La manière dont la question a été traitée a agi comme une bombe incendiaire et a déclenché l’indignation et la tourmente politique ; la question a également eu des répercussions internationales. Les responsables de l’ONU et de l’Union européenne ont pris part au débat pour remettre en question et condamner le bilan de l’Arménie en matière de droits de la personne et de parité, ce que le ministère des Affaires étrangères a condamné. En effet, Anna Naghdalian, porte-parole du ministère des Affaires étrangères, a déclaré: « Nos partenaires internationaux doivent faire preuve de plus de respect et de sensibilité envers la société arménienne et s’abstenir de participer indûment au débat public, même s’ils ne sont pas d’accord avec son ton. Nous voudrions leur rappeler que le principe de la moralité publique fait partie des engagements internationaux en matière de droits humains et ne peut être ignoré. »
L’Arménie est une société conservatrice et son évolution dans l’acceptation sociale va certainement prendre du temps. Même dans ce cas, en raison de sa position plus fermée et repliée sur elle-même, ce ne sera pas la même chose que l’Europe occidentale. Ce qui ne devrait pas arriver, c’est que les ONG basées à l’étranger et d’autres organismes de la société civile s’immiscent dans la question et, par extension, dans le pays. Y a-t-il des problèmes ? Oui. Mais l’intervention étrangère aidera-t-elle ? Nous ne le pensons pas. En fait, cela pourrait causer l’effet inverse.
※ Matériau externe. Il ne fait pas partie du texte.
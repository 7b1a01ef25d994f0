//! Card state persistence
//!
//! The whole card state lives in one JSON file. Writes go through a
//! temporary file followed by a rename, so a failed write leaves the
//! previous state intact and a half-written document is never visible to
//! the next load.

use std::fs;
use std::path::PathBuf;

use log::{debug, info, warn};
use thiserror::Error;

use super::state::CardState;

/// Persistence errors; handlers surface them as MEMORY_FAILURE
#[derive(Debug, Error)]
pub enum StoreError {
    #[error("storage I/O failed: {0}")]
    Io(#[from] std::io::Error),

    #[error("state (de)serialization failed: {0}")]
    Format(#[from] serde_json::Error),
}

/// Persistent store for the card state
pub struct DataStore {
    storage_dir: PathBuf,
    state_file: PathBuf,
    state: CardState,
}

impl DataStore {
    const STATE_FILE: &'static str = "token_state.json";

    fn default_storage_dir() -> PathBuf {
        if let Ok(path) = std::env::var("PGPTOKEN_STORAGE_DIR") {
            return PathBuf::from(path);
        }
        if let Some(home) = dirs::home_dir() {
            return home.join(".pgptoken");
        }
        PathBuf::from("/var/lib/pgptoken")
    }

    /// Create a store rooted at `storage_dir`, or at the default
    /// location when none is given
    pub fn new(storage_dir: Option<PathBuf>) -> Self {
        let storage_dir = storage_dir.unwrap_or_else(Self::default_storage_dir);
        let state_file = storage_dir.join(Self::STATE_FILE);
        Self {
            storage_dir,
            state_file,
            state: CardState::default(),
        }
    }

    /// Load the card state. Returns true when an existing state was
    /// read; otherwise the factory state is installed.
    pub fn load(&mut self) -> bool {
        if !self.state_file.exists() {
            info!("no existing card state, starting from factory defaults");
            self.state = CardState::default();
            return false;
        }

        match fs::read_to_string(&self.state_file) {
            Ok(content) => match serde_json::from_str(&content) {
                Ok(state) => {
                    info!("loaded card state from {:?}", self.state_file);
                    self.state = state;
                    true
                }
                Err(e) => {
                    warn!("unparseable card state, starting fresh: {}", e);
                    self.state = CardState::default();
                    false
                }
            },
            Err(e) => {
                warn!("failed to read card state, starting fresh: {}", e);
                self.state = CardState::default();
                false
            }
        }
    }

    /// Persist the card state atomically
    pub fn save(&self) -> Result<(), StoreError> {
        fs::create_dir_all(&self.storage_dir)?;

        let json = serde_json::to_string_pretty(&self.state)?;
        let tmp = self.state_file.with_extension("json.tmp");
        fs::write(&tmp, json)?;
        fs::rename(&tmp, &self.state_file)?;

        debug!("saved card state to {:?}", self.state_file);
        Ok(())
    }

    pub fn state(&self) -> &CardState {
        &self.state
    }

    pub fn state_mut(&mut self) -> &mut CardState {
        &mut self.state
    }
}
Pour illustrer le déséquilibre existant entre l’Occident et l’Arménie, nous pouvons nous tourner vers un essai d’un jeune écrivain, Gevorg Gouroumlian, qui écrivait: « Les luttes nationales contre l’immoralité se poursuivront spirituellement et physiquement. La dignité nationale passe avant tout. Laissons-les dire ce qu’ils veulent. Si nous devons devenir un pays progressiste en supportant l’immoralité, pardonnez-moi de dire que nous préférons rester une société dégressive. »
L’émancipation de l’Arménie passe par l’éducation et l’exposition aux valeurs occidentales. Mais même dans ce cas, ce ne sera pas à la hauteur de l’Occident.
Laissés à eux-mêmes, les jeunes dirigeants progressistes du pays sont en mesure de diriger l’Arménie vers une société plus ouverte et plus tolérante, sans la lourde main des étrangers.
Comme le montrent le récent incident et les développements ultérieurs, la politisation de l’orientation sexuelle reste un domaine toxique et explosif. Edmond Y. Azadian

 

Traduction N.P.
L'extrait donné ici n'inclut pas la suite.